Two months ago we were holding and saying good-bye to Eli. Today we sat around, relaxed, went out for ice cream and carried on like life was "normal". That kind of hurts. I don't really know why because I know that "normal" is something that I have been striving for. I wish someone here, anyone, had mentioned it but then again I know that Jim is aware of the date and I have no idea what I would say if anyone else
did mention it... such a place to be. In order to keep our minds off the date, Jim and I have been sketching out and discussing the layout for our living room while the kids have spent the day playing with grandma and grandpa. We have both decided that perhaps we will do what President Bush intended for us to do with our "stimulus package" and spend it. After our visit to
IKEA on a fairly slow day, we were able to really mess around with the proposed set up. There's something that I think is very normal and comforting about "feathering your nest" after the loss of a baby. A regular mother would go in to that nesting mode while pregnant and I have found myself wanting to do the grief feathering too - I've done it each time so at least I expected it.
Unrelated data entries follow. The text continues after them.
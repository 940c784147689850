//! OCI Distribution protocol client.
//!
//! Resolves image tags to manifest digests against Docker Hub, GHCR, and any
//! other OCI-compliant registry that follows the bearer token challenge flow.

use std::collections::HashMap;
use std::io::Read;
use std::sync::LazyLock;
use std::time::Duration;

use regex::Regex;
use serde::Deserialize;
use sha2::{Digest, Sha256};
use ureq::Agent;

use super::RegistryApi;
use crate::error::{PinnyError, Result};
use crate::reference::ImageRef;
use crate::reference::image::DEFAULT_REGISTRY;

/// OCI / Docker manifest media types accepted when resolving.
const ACCEPT_MANIFEST: &str = "\
    application/vnd.oci.image.index.v1+json, \
    application/vnd.docker.distribution.manifest.list.v2+json, \
    application/vnd.oci.image.manifest.v1+json, \
    application/vnd.docker.distribution.manifest.v2+json";

const USER_AGENT: &str = concat!("pinny/", env!("CARGO_PKG_VERSION"));
const REQUEST_TIMEOUT: Duration = Duration::from_secs(30);

static CHALLENGE_PARAM: LazyLock<Regex> = LazyLock::new(|| {
    #[allow(clippy::unwrap_used)]
    Regex::new(r#"(\w+)="([^"]*)""#).unwrap()
});

/// Bearer token response from a registry auth endpoint.
#[derive(Deserialize)]
struct TokenResp {
    token: Option<String>,
    access_token: Option<String>,
}

/// Parsed `WWW-Authenticate: Bearer ...` challenge
#[derive(Debug, PartialEq, Eq)]
struct Challenge {
    realm: String,
    service: Option<String>,
    scope: Option<String>,
}

/// Manifest response pieces the client cares about
struct ManifestResp {
    status: u16,
    digest: Option<String>,
    challenge: Option<String>,
}

/// Registry client with per-repository bearer token caching.
pub struct RegistryClient {
    agent: Agent,
    tokens: HashMap<String, String>,
}

impl RegistryClient {
    pub fn new() -> Self {
        let agent: Agent = Agent::config_builder()
            .http_status_as_error(false)
            .timeout_global(Some(REQUEST_TIMEOUT))
            .build()
            .into();

        Self {
            agent,
            tokens: HashMap::new(),
        }
    }

    /// Sends a HEAD for the manifest, returning status, digest header, and auth challenge
    fn head_manifest(&self, image: &ImageRef, url: &str) -> Result<ManifestResp> {
        tracing::debug!("HEAD {}", url);

        let mut req = self
            .agent
            .head(url)
            .header("Accept", ACCEPT_MANIFEST)
            .header("User-Agent", USER_AGENT);
        if let Some(token) = self.tokens.get(&token_key(image)) {
            req = req.header("Authorization", &format!("Bearer {token}"));
        }

        let resp = req.call().map_err(|e| remote_error(image, e))?;
        let header = |name: &str| {
            resp.headers()
                .get(name)
                .and_then(|v| v.to_str().ok())
                .map(str::to_string)
        };

        Ok(ManifestResp {
            status: resp.status().as_u16(),
            digest: header("docker-content-digest"),
            challenge: header("www-authenticate"),
        })
    }

    /// Downloads the manifest body and hashes it
    fn fetch_manifest_digest(&self, image: &ImageRef, url: &str) -> Result<String> {
        tracing::debug!("GET {}", url);

        let mut req = self
            .agent
            .get(url)
            .header("Accept", ACCEPT_MANIFEST)
            .header("User-Agent", USER_AGENT);
        if let Some(token) = self.tokens.get(&token_key(image)) {
            req = req.header("Authorization", &format!("Bearer {token}"));
        }

        let resp = req.call().map_err(|e| remote_error(image, e))?;
        let status = resp.status().as_u16();
        if status >= 400 {
            return Err(remote_error(image, format!("HTTP {status}")));
        }

        let mut body = Vec::new();
        resp.into_body()
            .into_reader()
            .read_to_end(&mut body)
            .map_err(|e| remote_error(image, e))?;
        Ok(content_digest(&body))
    }

    /// Answers a bearer challenge and caches the token for the repository
    fn authenticate(&mut self, image: &ImageRef, header: &str) -> Result<()> {
        let challenge = parse_challenge(header)
            .ok_or_else(|| remote_error(image, format!("unsupported auth challenge: {header}")))?;

        let mut params = Vec::new();
        if let Some(service) = &challenge.service {
            params.push(format!("service={service}"));
        }
        let scope = challenge
            .scope
            .clone()
            .unwrap_or_else(|| format!("repository:{}:pull", image.repository()));
        params.push(format!("scope={scope}"));
        let url = format!("{}?{}", challenge.realm, params.join("&"));

        tracing::debug!("Fetching registry token from {}", challenge.realm);
        let resp = self
            .agent
            .get(&url)
            .header("User-Agent", USER_AGENT)
            .call()
            .map_err(|e| remote_error(image, e))?;
        let status = resp.status().as_u16();
        if status >= 400 {
            return Err(remote_error(image, format!("token endpoint returned HTTP {status}")));
        }

        let mut body = Vec::new();
        resp.into_body()
            .into_reader()
            .read_to_end(&mut body)
            .map_err(|e| remote_error(image, e))?;
        let token: TokenResp = serde_json::from_slice(&body).map_err(|e| remote_error(image, e))?;
        let token = token
            .token
            .or(token.access_token)
            .ok_or_else(|| remote_error(image, "token endpoint returned no token"))?;

        self.tokens.insert(token_key(image), token);
        Ok(())
    }
}

impl Default for RegistryClient {
    fn default() -> Self {
        Self::new()
    }
}

impl RegistryApi for RegistryClient {
    fn digest(&mut self, image: &ImageRef) -> Result<String> {
        let url = manifest_url(image);

        let mut resp = self.head_manifest(image, &url)?;
        if resp.status == 401 {
            let challenge = resp
                .challenge
                .clone()
                .ok_or_else(|| remote_error(image, "HTTP 401 without auth challenge"))?;
            self.authenticate(image, &challenge)?;
            resp = self.head_manifest(image, &url)?;
        }

        match resp.status {
            404 => Err(remote_error(image, "manifest not found")),
            status if status >= 400 => Err(remote_error(image, format!("HTTP {status}"))),
            _ => match resp.digest {
                Some(digest) => Ok(digest),
                None => self.fetch_manifest_digest(image, &url),
            },
        }
    }
}

/// Returns the registry API base URL.
fn api_base(image: &ImageRef) -> String {
    let host = match image.registry() {
        DEFAULT_REGISTRY => "registry-1.docker.io",
        other => other,
    };
    let scheme = if host == "localhost" || host.starts_with("localhost:") {
        "http"
    } else {
        "https"
    };
    format!("{scheme}://{host}/v2")
}

fn manifest_url(image: &ImageRef) -> String {
    format!(
        "{}/{}/manifests/{}",
        api_base(image),
        image.repository(),
        image.manifest_reference()
    )
}

fn token_key(image: &ImageRef) -> String {
    format!("{}/{}", image.registry(), image.repository())
}

/// Computes the `sha256:` digest of raw manifest bytes.
fn content_digest(data: &[u8]) -> String {
    let hash = Sha256::digest(data);
    let hex: String = hash.iter().map(|b| format!("{b:02x}")).collect();
    format!("sha256:{hex}")
}

fn parse_challenge(header: &str) -> Option<Challenge> {
    let (scheme, params) = header.trim().split_once(' ')?;
    if !scheme.eq_ignore_ascii_case("bearer") {
        return None;
    }

    let mut realm = None;
    let mut service = None;
    let mut scope = None;
    for cap in CHALLENGE_PARAM.captures_iter(params) {
        let value = cap[2].to_string();
        match &cap[1] {
            "realm" => realm = Some(value),
            "service" => service = Some(value),
            "scope" => scope = Some(value),
            _ => {}
        }
    }

    Some(Challenge {
        realm: realm?,
        service,
        scope,
    })
}

fn remote_error(image: &ImageRef, err: impl std::fmt::Display) -> PinnyError {
    PinnyError::RemoteUnavailable {
        target: image.canonical(),
        reason: err.to_string(),
    }
}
Other than that, I haven't really had a chance to think about much these last few days. Good? Bad? I'm not sure yet. I'll have to wait to see how I feel in a few days.
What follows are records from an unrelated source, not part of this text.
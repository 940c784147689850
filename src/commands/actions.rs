//! Actions command implementation
//!
//! `pin` rewrites every workflow in the workflow directory as one batch: all
//! files are rewritten in memory first, then published together. If any file
//! fails, no workflow is modified.

use std::path::{Path, PathBuf};

use console::Style;
use walkdir::WalkDir;

use crate::cli::{ActionsArgs, ActionsCommands, ActionsPinArgs};
use crate::error::{PinnyError, Result};
use crate::pin::{Rewrite, workflow};
use crate::progress::ProgressDisplay;
use crate::resolver::Resolver;
use crate::settings::Settings;
use crate::text::SourceText;
use crate::transaction::Transaction;

/// A workflow file and its rewritten content
#[derive(Debug)]
pub struct PinnedWorkflow {
    pub path: PathBuf,
    pub rewrite: Rewrite,
}

/// Run actions command
pub fn run(args: ActionsArgs) -> Result<()> {
    let settings = Settings::default()
        .with_github_token(args.github.github_token)
        .with_github_api_url(args.github.github_api_url);

    match args.command {
        ActionsCommands::Pin(pin) => run_pin(&settings.with_strict(pin.strict), &pin),
        ActionsCommands::Digest(digest) => run_digest(&settings, &digest.action),
    }
}

fn run_pin(settings: &Settings, args: &ActionsPinArgs) -> Result<()> {
    let files = find_workflows(&args.workflow_dir)?;
    let mut resolver = settings.resolver();

    let progress = ProgressDisplay::new(files.len() as u64);
    let pinned = match rewrite_workflows(&files, &mut resolver, Some(&progress)) {
        Ok(pinned) => {
            progress.finish();
            pinned
        }
        Err(e) => {
            progress.abandon();
            return Err(e);
        }
    };

    if args.dry_run {
        for workflow in &pinned {
            println!(
                "{}",
                Style::new()
                    .bold()
                    .apply_to(format!("# {}", workflow.path.display()))
            );
            print!("{}", workflow.rewrite.content);
        }
        return Ok(());
    }

    let written = publish(&pinned)?;
    tracing::debug!("Published {} of {} workflow(s)", written, pinned.len());
    print_summary(&pinned);
    Ok(())
}

fn run_digest(settings: &Settings, action: &str) -> Result<()> {
    let resolved = settings.resolver().resolve_action(action)?;
    match resolved.reference.digest {
        Some(digest) => {
            println!("{digest}");
            Ok(())
        }
        None => Err(PinnyError::UnresolvedReference {
            reference: action.to_string(),
        }),
    }
}

/// `.yml`/`.yaml` files directly inside `dir`, sorted by name
pub fn find_workflows(dir: &Path) -> Result<Vec<PathBuf>> {
    if !dir.is_dir() {
        return Err(PinnyError::NoWorkflowsFound {
            path: dir.display().to_string(),
        });
    }

    let mut files = Vec::new();
    for entry in WalkDir::new(dir)
        .min_depth(1)
        .max_depth(1)
        .sort_by_file_name()
    {
        let entry = entry.map_err(|e| PinnyError::FileReadFailed {
            path: dir.display().to_string(),
            reason: e.to_string(),
        })?;
        let is_workflow = entry
            .path()
            .extension()
            .is_some_and(|ext| ext == "yml" || ext == "yaml");
        if entry.file_type().is_file() && is_workflow {
            files.push(entry.into_path());
        }
    }

    if files.is_empty() {
        return Err(PinnyError::NoWorkflowsFound {
            path: dir.display().to_string(),
        });
    }
    Ok(files)
}

/// Rewrite every file in memory, stopping at the first failure
pub fn rewrite_workflows(
    files: &[PathBuf],
    resolver: &mut Resolver,
    progress: Option<&ProgressDisplay>,
) -> Result<Vec<PinnedWorkflow>> {
    let mut pinned = Vec::with_capacity(files.len());
    for path in files {
        if let Some(progress) = progress {
            progress.update_file(&path.display().to_string());
        }
        tracing::debug!("Pinning {}", path.display());

        let source = SourceText::read(path)?;
        if source.is_empty() {
            tracing::warn!("{} is empty", path.display());
        }
        let rewrite = workflow::rewrite(&source, resolver)?;
        pinned.push(PinnedWorkflow {
            path: path.clone(),
            rewrite,
        });

        if let Some(progress) = progress {
            progress.inc_file();
        }
    }
    Ok(pinned)
}

/// Stage every changed workflow and publish them together
///
/// Returns the number of files written.
pub fn publish(pinned: &[PinnedWorkflow]) -> Result<usize> {
    let mut transaction = Transaction::new();
    for workflow in pinned.iter().filter(|w| !w.rewrite.is_unchanged()) {
        transaction.stage(&workflow.path, &workflow.rewrite.content)?;
    }
    if transaction.is_empty() {
        return Ok(0);
    }
    let written = transaction.len();
    transaction.commit()?;
    Ok(written)
}

fn print_summary(pinned: &[PinnedWorkflow]) {
    for workflow in pinned {
        let rewrite = &workflow.rewrite;
        let mut line = if rewrite.is_unchanged() {
            format!(
                "  {} {}",
                Style::new().dim().apply_to("unchanged"),
                workflow.path.display()
            )
        } else {
            format!(
                "  {} {} ({})",
                Style::new().green().bold().apply_to("pinned"),
                workflow.path.display(),
                plural(rewrite.pinned, "reference")
            )
        };
        if rewrite.warnings > 0 {
            line.push_str(&format!(
                " {}",
                Style::new()
                    .yellow()
                    .apply_to(format!("[{}]", plural(rewrite.warnings, "warning")))
            ));
        }
        println!("{line}");
    }
}

fn plural(count: usize, noun: &str) -> String {
    format!("{count} {noun}{}", if count == 1 { "" } else { "s" })
}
Since I haven't had time to think about much, I'll just share a couple other photos from yesterday's outing! God's beauty is stunning...


4 comments:
Okay, first off. The snow is ridiculous. What is going on? Crazy.
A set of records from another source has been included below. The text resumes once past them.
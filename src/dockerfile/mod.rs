//! Dockerfile instruction parser
//!
//! Groups physical lines into logical instructions so a `FROM` spread over
//! several lines with `\` continuations is handled as one unit. Heredoc bodies
//! (`RUN <<EOF` ... `EOF`) belong to the instruction that opens them and are
//! never read as instructions. Only the structure needed for pinning is
//! extracted: the keyword as written, the `--flag` options, and for `FROM` the
//! image and optional stage alias.

use std::sync::LazyLock;

use regex::Regex;

use crate::error::{PinnyError, Result};

const CONTINUATION: char = '\\';

static HEREDOC: LazyLock<Regex> = LazyLock::new(|| {
    #[allow(clippy::unwrap_used)]
    Regex::new(r#"<<(?P<strip>-?)["']?(?P<word>[A-Za-z_][A-Za-z0-9_]*)["']?"#)
        .unwrap()
});

/// What a `FROM` instruction builds on
#[derive(Debug, Clone, Copy, PartialEq, Eq)]
pub enum BaseImage {
    /// The empty `scratch` image
    Scratch,
    /// A stage declared earlier in the same file
    Stage,
    /// An image name containing a build argument expansion
    Templated,
    /// An image already pinned to a digest
    Digest,
    /// An image selected by tag (or no tag); the only kind that gets pinned
    Tagged,
}

impl BaseImage {
    /// Returns `true` if the instruction should be resolved and rewritten
    pub fn is_pinnable(self) -> bool {
        self == Self::Tagged
    }
}

/// The arguments of a `FROM` instruction
#[derive(Debug, Clone, PartialEq, Eq)]
pub struct FromClause {
    /// Image reference as written
    pub image: String,
    /// `AS` keyword as written, with the alias
    pub alias: Option<(String, String)>,
    /// Classification of the image
    pub base: BaseImage,
}

/// One logical instruction
#[derive(Debug, Clone, PartialEq, Eq)]
pub struct Instruction {
    /// Keyword as written, e.g. `FROM` or `from`
    pub keyword: String,
    /// Index of the first physical line
    pub start_line: usize,
    /// Index of the last physical line (inclusive)
    pub end_line: usize,
    /// Leading `--flag[=value]` options
    pub flags: Vec<String>,
    /// Remaining whitespace-separated arguments
    pub args: Vec<String>,
    /// Parsed arguments for `FROM`
    pub from: Option<FromClause>,
}

impl Instruction {
    /// Returns `true` for `FROM` in any letter case
    pub fn is_from(&self) -> bool {
        self.keyword.eq_ignore_ascii_case("FROM")
    }
}

/// Parsed Dockerfile
#[derive(Debug, Clone, Default)]
pub struct Dockerfile {
    pub instructions: Vec<Instruction>,
}

impl Dockerfile {
    /// Parse physical lines (without line endings). `path` labels errors.
    pub fn parse(path: &str, lines: &[&str]) -> Result<Self> {
        let mut instructions = Vec::new();
        let mut stages: Vec<String> = Vec::new();
        let mut index = 0;

        while index < lines.len() {
            let trimmed = lines[index].trim();
            if trimmed.is_empty() || trimmed.starts_with('#') {
                index += 1;
                continue;
            }

            let start_line = index;
            let mut text = String::new();
            loop {
                let line = lines[index].trim_end();
                let inside = index != start_line;
                let skipped = inside && {
                    let body = line.trim_start();
                    body.is_empty() || body.starts_with('#')
                };
                if !skipped {
                    match line.strip_suffix(CONTINUATION) {
                        Some(head) => text.push_str(head),
                        None => {
                            text.push_str(line);
                            break;
                        }
                    }
                }
                if index + 1 == lines.len() {
                    break;
                }
                index += 1;
            }
            let end_line = heredoc_end(lines, index, &text);
            index = end_line + 1;

            let mut tokens = text.split_whitespace().map(str::to_string);
            let Some(keyword) = tokens.next() else {
                continue;
            };
            let mut flags = Vec::new();
            let mut args = Vec::new();
            for token in tokens {
                if args.is_empty() && token.starts_with("--") {
                    flags.push(token);
                } else {
                    args.push(token);
                }
            }

            let mut instruction = Instruction {
                keyword,
                start_line,
                end_line,
                flags,
                args,
                from: None,
            };
            if instruction.is_from() {
                let clause = parse_from(path, &instruction, &stages)?;
                if let Some((_, alias)) = &clause.alias {
                    stages.push(alias.to_lowercase());
                }
                instruction.from = Some(clause);
            }
            instructions.push(instruction);
        }

        Ok(Self { instructions })
    }

    /// `FROM` instructions in file order
    pub fn from_instructions(&self) -> impl Iterator<Item = (&Instruction, &FromClause)> {
        self.instructions
            .iter()
            .filter_map(|i| i.from.as_ref().map(|from| (i, from)))
    }
}

/// Last line of the heredoc bodies opened by `text`, or `last` when there are none
///
/// Bodies follow one another in the order their markers appear. A body without
/// its terminator runs to the end of the file.
fn heredoc_end(lines: &[&str], last: usize, text: &str) -> usize {
    let mut end = last;
    for marker in HEREDOC.captures_iter(text) {
        let strip_tabs = !marker["strip"].is_empty();
        let word = &marker["word"];
        while end + 1 < lines.len() {
            end += 1;
            let line = if strip_tabs {
                lines[end].trim_start_matches('\t')
            } else {
                lines[end]
            };
            if line == word {
                break;
            }
        }
    }
    end
}

fn parse_from(path: &str, instruction: &Instruction, stages: &[String]) -> Result<FromClause> {
    let line = instruction.start_line + 1;
    let (image, alias) = match instruction.args.as_slice() {
        [image] => (image.clone(), None),
        [image, keyword, alias] if keyword.eq_ignore_ascii_case("AS") => {
            (image.clone(), Some((keyword.clone(), alias.clone())))
        }
        [] => return Err(parse_error(path, format!("line {line}: FROM without an image"))),
        _ => {
            return Err(parse_error(
                path,
                format!("line {line}: expected `FROM image [AS name]`"),
            ));
        }
    };

    let base = classify(&image, stages);
    Ok(FromClause { image, alias, base })
}

fn classify(image: &str, stages: &[String]) -> BaseImage {
    if image.contains('$') {
        BaseImage::Templated
    } else if image.eq_ignore_ascii_case("scratch") {
        BaseImage::Scratch
    } else if stages.contains(&image.to_lowercase()) {
        BaseImage::Stage
    } else if image.contains('@') {
        BaseImage::Digest
    } else {
        BaseImage::Tagged
    }
}

fn parse_error(path: &str, reason: String) -> PinnyError {
    PinnyError::DockerfileParseFailed {
        path: path.to_string(),
        reason,
    }
}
Second. I am sorry for not mentioning yesterday. I thought of you and sent up prayers. I mostly remembered because my birthday was yesterday and I sort of correlated the number with that. That number 20 will be significant to you for a long time. Maybe forever. It is a process. The good and the bad that you feel. The moving forward and the going backwards is just all part of it. I know it is always on your mind.
And thrid. The pictures are stunning! I think I need your camera and your photo editing software. :) J/K I really love looking at your pictures. Beautiful perspective.
Wow I agree--those pictures are so striking they look practically computer generated.
The light was crazy beautiful, really, I have never seen anything like it with the intense storms on either side of the patch of sun we happened to catch. Everything was between a purpley and a yellow color... I'm glad I had Jim drive back down to the beach on our way out of town - totally worth it!